# [YOUR INSTRUCTIONS]
Give back exactly the stretch of data below from the line holding "pub fn is_quota_signal(&self)" through the line holding "impl Error for KvError", both ends included, and leave the remaining lines out.

# [Collected data]
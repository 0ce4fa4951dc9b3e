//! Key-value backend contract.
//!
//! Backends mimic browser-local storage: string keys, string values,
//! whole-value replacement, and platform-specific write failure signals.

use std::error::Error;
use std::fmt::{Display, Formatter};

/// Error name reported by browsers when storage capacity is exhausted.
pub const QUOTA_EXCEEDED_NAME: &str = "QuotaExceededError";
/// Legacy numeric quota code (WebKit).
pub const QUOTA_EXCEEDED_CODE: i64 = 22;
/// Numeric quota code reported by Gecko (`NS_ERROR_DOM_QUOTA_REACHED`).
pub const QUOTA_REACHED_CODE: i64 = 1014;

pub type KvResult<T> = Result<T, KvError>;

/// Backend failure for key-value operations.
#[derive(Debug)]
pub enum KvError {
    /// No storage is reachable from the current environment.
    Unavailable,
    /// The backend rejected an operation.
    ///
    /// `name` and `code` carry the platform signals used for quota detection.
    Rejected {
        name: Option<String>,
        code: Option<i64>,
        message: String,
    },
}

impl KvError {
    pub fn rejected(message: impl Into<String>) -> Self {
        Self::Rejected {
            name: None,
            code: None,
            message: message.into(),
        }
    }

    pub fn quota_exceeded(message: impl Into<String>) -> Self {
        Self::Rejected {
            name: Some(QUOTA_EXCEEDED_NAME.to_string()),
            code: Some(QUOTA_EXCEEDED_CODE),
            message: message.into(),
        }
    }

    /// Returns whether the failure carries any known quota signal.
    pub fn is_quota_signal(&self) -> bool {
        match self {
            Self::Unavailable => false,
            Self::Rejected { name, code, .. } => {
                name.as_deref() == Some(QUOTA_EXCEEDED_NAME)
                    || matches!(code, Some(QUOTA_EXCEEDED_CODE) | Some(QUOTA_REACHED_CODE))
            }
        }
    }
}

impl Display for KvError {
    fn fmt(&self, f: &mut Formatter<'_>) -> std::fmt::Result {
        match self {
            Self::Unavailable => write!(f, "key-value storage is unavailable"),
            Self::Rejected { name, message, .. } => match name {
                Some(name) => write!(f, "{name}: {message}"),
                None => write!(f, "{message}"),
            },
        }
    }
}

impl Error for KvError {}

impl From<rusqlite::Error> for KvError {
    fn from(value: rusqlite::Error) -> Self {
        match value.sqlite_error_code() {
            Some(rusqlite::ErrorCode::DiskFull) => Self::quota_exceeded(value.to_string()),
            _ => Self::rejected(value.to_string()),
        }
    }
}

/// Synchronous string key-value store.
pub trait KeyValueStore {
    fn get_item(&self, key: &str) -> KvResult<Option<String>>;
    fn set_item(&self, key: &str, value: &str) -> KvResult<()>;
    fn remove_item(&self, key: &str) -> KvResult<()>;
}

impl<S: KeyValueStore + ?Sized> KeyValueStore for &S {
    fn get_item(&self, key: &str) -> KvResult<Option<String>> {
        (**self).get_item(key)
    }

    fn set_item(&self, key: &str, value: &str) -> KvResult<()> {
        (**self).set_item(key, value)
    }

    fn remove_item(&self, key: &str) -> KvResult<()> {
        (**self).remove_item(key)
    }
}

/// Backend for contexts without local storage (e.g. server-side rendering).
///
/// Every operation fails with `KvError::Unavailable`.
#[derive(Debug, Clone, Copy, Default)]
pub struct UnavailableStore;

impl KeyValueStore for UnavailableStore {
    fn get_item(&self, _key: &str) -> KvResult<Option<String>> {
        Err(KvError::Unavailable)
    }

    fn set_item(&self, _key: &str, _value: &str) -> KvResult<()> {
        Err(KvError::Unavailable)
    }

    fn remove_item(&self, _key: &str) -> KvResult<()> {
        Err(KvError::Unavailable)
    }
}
==
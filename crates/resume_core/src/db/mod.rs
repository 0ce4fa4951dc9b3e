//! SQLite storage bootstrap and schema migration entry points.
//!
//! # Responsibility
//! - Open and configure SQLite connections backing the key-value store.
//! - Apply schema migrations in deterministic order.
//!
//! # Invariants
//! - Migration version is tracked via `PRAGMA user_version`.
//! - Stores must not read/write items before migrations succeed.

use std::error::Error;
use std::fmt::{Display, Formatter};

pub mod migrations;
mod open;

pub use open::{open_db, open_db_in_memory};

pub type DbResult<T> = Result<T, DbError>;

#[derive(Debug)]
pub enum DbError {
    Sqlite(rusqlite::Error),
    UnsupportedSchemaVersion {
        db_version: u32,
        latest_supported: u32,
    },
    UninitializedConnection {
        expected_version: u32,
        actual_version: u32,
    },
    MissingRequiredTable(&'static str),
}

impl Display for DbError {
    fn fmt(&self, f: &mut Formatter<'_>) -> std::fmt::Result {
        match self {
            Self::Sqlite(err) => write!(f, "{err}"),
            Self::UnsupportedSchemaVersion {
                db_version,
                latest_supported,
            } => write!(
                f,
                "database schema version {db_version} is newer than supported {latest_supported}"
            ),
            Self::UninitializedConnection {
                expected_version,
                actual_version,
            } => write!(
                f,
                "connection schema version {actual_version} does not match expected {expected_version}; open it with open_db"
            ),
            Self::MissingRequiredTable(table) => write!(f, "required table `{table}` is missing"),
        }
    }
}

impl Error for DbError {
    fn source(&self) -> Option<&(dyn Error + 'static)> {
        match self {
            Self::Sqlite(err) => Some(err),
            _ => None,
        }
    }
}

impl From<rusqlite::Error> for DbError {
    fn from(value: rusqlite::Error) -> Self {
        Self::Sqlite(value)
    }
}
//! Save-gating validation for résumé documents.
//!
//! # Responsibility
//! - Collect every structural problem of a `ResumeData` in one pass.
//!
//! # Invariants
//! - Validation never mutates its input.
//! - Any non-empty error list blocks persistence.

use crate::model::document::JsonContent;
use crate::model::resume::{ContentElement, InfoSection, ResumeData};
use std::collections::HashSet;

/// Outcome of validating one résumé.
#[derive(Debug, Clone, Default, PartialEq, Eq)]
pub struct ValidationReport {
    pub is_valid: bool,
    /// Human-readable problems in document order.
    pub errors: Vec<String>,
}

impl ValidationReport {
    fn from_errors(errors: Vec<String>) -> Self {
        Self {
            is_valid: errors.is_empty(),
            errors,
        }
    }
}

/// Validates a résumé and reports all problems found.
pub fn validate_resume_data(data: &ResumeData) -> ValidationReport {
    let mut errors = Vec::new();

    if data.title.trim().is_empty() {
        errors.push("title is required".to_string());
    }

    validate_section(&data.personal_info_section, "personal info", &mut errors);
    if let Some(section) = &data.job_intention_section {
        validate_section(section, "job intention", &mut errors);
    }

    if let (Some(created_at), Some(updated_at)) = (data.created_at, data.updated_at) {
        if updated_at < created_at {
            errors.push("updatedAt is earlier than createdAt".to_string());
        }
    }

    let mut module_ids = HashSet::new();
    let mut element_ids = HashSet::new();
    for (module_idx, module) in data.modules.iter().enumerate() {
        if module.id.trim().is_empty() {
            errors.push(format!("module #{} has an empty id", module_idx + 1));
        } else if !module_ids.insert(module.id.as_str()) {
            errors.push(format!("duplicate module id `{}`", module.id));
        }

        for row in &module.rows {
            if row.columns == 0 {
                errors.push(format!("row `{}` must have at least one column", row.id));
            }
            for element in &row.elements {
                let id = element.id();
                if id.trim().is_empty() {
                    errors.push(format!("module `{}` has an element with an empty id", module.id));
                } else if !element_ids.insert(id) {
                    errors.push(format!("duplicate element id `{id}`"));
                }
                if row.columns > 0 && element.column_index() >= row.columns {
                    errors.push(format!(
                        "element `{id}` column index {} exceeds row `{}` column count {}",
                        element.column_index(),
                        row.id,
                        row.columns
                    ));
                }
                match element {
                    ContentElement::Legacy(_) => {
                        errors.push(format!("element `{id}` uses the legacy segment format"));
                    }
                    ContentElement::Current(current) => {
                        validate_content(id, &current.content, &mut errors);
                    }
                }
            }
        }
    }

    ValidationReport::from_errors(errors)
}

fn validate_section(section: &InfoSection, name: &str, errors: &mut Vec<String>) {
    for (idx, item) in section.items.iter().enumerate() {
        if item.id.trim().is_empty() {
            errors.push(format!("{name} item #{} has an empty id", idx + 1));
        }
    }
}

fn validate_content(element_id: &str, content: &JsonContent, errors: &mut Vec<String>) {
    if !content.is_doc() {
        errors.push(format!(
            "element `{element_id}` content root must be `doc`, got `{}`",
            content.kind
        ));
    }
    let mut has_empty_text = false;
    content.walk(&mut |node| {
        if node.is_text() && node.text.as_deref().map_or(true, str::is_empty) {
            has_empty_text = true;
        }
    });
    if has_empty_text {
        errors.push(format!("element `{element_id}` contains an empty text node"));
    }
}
---
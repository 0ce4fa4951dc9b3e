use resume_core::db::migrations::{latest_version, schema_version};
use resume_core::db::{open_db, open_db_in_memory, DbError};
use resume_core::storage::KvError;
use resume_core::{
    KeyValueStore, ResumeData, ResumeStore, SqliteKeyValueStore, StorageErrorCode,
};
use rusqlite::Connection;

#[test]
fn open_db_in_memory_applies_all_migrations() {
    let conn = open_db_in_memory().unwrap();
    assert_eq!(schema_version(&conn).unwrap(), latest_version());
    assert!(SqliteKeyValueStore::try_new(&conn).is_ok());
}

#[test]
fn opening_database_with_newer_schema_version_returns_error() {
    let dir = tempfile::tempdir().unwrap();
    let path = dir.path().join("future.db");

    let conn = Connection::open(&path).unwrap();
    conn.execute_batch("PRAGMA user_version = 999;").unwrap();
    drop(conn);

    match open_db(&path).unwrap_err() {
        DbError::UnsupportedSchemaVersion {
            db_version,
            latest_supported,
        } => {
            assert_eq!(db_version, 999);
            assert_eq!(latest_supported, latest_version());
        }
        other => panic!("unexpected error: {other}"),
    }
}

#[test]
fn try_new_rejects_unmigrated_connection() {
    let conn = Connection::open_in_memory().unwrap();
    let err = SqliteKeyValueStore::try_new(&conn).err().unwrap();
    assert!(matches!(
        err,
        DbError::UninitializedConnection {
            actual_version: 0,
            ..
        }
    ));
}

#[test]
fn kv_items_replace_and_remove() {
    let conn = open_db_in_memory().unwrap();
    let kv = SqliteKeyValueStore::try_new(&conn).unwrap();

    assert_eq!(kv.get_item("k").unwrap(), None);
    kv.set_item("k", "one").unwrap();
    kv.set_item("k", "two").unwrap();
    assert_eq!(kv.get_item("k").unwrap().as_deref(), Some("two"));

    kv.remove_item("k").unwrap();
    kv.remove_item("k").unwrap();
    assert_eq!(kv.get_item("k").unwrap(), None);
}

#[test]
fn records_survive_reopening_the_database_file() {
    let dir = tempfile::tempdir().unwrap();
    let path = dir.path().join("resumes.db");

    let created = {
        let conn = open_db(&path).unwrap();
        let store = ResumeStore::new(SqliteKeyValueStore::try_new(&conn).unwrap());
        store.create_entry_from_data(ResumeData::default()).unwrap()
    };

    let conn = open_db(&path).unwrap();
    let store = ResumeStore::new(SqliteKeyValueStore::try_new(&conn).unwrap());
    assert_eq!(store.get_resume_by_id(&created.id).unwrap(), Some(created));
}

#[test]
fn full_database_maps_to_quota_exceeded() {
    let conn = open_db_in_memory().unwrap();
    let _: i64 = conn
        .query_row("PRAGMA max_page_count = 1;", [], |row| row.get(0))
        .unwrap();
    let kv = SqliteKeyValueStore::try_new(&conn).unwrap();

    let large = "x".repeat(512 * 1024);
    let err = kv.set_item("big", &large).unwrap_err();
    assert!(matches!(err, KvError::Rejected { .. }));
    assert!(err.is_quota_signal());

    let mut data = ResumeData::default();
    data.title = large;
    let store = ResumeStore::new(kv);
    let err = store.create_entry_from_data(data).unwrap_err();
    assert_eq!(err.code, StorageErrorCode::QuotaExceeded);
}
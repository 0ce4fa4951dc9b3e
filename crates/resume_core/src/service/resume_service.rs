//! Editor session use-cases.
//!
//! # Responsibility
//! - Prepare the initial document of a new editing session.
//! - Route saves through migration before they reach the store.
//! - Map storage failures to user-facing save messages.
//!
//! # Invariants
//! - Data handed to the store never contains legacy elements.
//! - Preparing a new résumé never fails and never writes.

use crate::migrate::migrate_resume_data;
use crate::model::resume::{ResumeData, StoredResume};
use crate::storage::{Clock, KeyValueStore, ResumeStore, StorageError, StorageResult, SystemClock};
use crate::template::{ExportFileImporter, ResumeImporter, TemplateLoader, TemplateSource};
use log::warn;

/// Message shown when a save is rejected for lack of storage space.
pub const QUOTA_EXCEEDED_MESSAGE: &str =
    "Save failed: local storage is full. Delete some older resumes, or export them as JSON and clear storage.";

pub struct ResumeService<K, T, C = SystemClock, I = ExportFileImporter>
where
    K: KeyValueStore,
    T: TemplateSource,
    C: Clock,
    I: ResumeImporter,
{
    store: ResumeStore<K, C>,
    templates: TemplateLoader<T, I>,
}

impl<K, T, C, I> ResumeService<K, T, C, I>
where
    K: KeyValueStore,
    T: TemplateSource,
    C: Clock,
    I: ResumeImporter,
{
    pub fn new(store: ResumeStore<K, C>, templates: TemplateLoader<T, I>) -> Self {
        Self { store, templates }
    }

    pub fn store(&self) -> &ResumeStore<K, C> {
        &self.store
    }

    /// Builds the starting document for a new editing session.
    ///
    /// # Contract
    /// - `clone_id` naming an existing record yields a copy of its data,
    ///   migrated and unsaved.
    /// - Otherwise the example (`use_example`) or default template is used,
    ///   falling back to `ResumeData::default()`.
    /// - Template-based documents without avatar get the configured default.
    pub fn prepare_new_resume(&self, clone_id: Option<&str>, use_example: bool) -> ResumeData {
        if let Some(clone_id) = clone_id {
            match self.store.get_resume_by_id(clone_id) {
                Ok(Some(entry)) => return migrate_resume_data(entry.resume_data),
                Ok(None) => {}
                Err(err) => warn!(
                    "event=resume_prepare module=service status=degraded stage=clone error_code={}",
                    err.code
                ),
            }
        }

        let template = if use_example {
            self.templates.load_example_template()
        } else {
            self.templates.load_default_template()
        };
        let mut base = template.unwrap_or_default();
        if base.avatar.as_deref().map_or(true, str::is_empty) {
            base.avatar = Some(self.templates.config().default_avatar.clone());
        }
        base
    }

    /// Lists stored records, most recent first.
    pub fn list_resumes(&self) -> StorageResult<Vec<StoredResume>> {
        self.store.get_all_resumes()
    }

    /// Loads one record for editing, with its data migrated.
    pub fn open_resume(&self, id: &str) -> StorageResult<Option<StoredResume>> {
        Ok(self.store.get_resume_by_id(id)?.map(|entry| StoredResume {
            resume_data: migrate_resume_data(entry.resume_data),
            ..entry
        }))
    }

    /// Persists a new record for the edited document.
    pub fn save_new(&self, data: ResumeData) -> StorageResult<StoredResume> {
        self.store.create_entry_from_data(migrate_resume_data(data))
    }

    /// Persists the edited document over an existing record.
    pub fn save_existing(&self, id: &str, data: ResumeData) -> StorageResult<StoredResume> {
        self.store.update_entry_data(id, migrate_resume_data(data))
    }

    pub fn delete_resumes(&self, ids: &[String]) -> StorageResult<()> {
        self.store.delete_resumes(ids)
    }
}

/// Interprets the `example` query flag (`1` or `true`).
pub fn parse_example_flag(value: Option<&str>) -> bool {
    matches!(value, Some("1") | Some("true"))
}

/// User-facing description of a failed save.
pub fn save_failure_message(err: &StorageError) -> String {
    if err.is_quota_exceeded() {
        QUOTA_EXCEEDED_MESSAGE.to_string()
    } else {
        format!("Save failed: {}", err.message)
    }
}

# [EXERCISE RESULT]
    pub fn is_quota_signal(&self) -> bool {
        match self {
            Self::Unavailable => false,
            Self::Rejected { name, code, .. } => {
                name.as_deref() == Some(QUOTA_EXCEEDED_NAME)
                    || matches!(code, Some(QUOTA_EXCEEDED_CODE) | Some(QUOTA_REACHED_CODE))
            }
        }
    }
}

impl Display for KvError {
    fn fmt(&self, f: &mut Formatter<'_>) -> std::fmt::Result {
        match self {
            Self::Unavailable => write!(f, "key-value storage is unavailable"),
            Self::Rejected { name, message, .. } => match name {
                Some(name) => write!(f, "{name}: {message}"),
                None => write!(f, "{message}"),
            },
        }
    }
}

impl Error for KvError {}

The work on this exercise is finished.